In the end of the 1920s minor areas which are now parts of Novgorod Oblast were parts of short-lived Budogoshchensky (with the center in Budogoshch) and Pikalyovsky Districts (Pikalyovo). Much of the area of these districts belongs now to Leningrad Oblast. Rozhdestvensky District (with the administrative center in the selo of Rozhdestvo), Leningrad Oblast, was established in 1927, abolished in 1931, and merged into Bologovsky District. Much of its area is currently in Tver Oblast. Troitsky District (with the administrative center in the selo of Troitsa-Khlavitsa), established in 1927, was renamed Lovatsky District in 1930, and abolished in the same year, being split between Kholmsky and Loknyansky Districts.
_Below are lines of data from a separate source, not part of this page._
//! Offline tests for date-range chunking and path helpers.

use chrono::NaiveDate;
use tempfile::TempDir;

use nse_market_rs::util::{chunk_date_range, ensure_folder, file_name_from_url};

fn d(y: i32, m: u32, day: u32) -> NaiveDate {
    NaiveDate::from_ymd_opt(y, m, day).unwrap()
}

// ===================================================================
// Date-range chunking
// ===================================================================

#[test]
fn chunks_cover_a_year_contiguously() {
    let from = d(2023, 1, 1);
    let to = d(2023, 12, 31);

    let chunks = chunk_date_range(from, to, 100);

    assert_eq!(chunks.first().unwrap().0, from);
    assert_eq!(chunks.last().unwrap().1, to);

    for (cf, ct) in &chunks {
        assert!(cf <= ct);
        // Each chunk spans at most 100 days inclusive.
        assert!((*ct - *cf).num_days() < 100);
    }

    // Contiguous and non-overlapping: each chunk starts the day after the
    // previous one ends.
    for pair in chunks.windows(2) {
        assert_eq!(pair[1].0, pair[0].1 + chrono::Duration::days(1));
    }

    // Union covers exactly the input range.
    let covered: i64 = chunks.iter().map(|(f, t)| (*t - *f).num_days() + 1).sum();
    assert_eq!(covered, (to - from).num_days() + 1);
}

#[test]
fn single_day_range_is_one_chunk() {
    let day = d(2023, 6, 15);
    assert_eq!(chunk_date_range(day, day, 100), vec![(day, day)]);
}

#[test]
fn range_shorter_than_chunk_is_returned_whole() {
    let from = d(2023, 1, 1);
    let to = d(2023, 1, 20);
    assert_eq!(chunk_date_range(from, to, 100), vec![(from, to)]);
}

#[test]
fn exact_multiple_splits_cleanly() {
    let from = d(2023, 1, 1);
    let to = d(2023, 1, 10);

    let chunks = chunk_date_range(from, to, 5);
    assert_eq!(
        chunks,
        vec![(d(2023, 1, 1), d(2023, 1, 5)), (d(2023, 1, 6), d(2023, 1, 10))]
    );
}

// ===================================================================
// Path helpers
// ===================================================================

#[test]
fn ensure_folder_creates_missing_directories() {
    let dir = TempDir::new().unwrap();
    let nested = dir.path().join("a").join("b");

    let created = ensure_folder(&nested).unwrap();
    assert!(created.is_dir());
}

#[test]
fn ensure_folder_rejects_files() {
    let dir = TempDir::new().unwrap();
    let file = dir.path().join("data.csv");
    std::fs::write(&file, b"x").unwrap();

    assert!(ensure_folder(&file).is_err());
}

#[test]
fn file_name_comes_from_last_url_segment() {
    let name = file_name_from_url(
        "https://nsearchives.nseindia.com/content/indices/ind_close_all_01012024.csv",
    )
    .unwrap();
    assert_eq!(name, "ind_close_all_01012024.csv");
}

#[test]
fn url_without_a_file_name_is_rejected() {
    assert!(file_name_from_url("https://nsearchives.nseindia.com/").is_err());
}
The area of Lovatsky District is currently split between Pskov and Novgorod Oblasts. Podberezinsky District (with the administrative center in the selo of Podberezye) was established in 1945 as a part of Velikiye Luki Oblast, moved in 1957 to Pskov Oblast, and abolished in 1958, being split between Kholmsky, Loknyansky, Velikoluksky, and Ploshoshsky Districts. The area of Podberezinsky Districts is split between Pskov, Tver, and Novgorod Oblasts.

===Renamed districts===
Several of the districts were renamed: Belsky into Lyubytinsky, Minetsky into Khvoyninsky, and Molvotitsky into Maryovsky (it was first abolished and then re-established under a different name).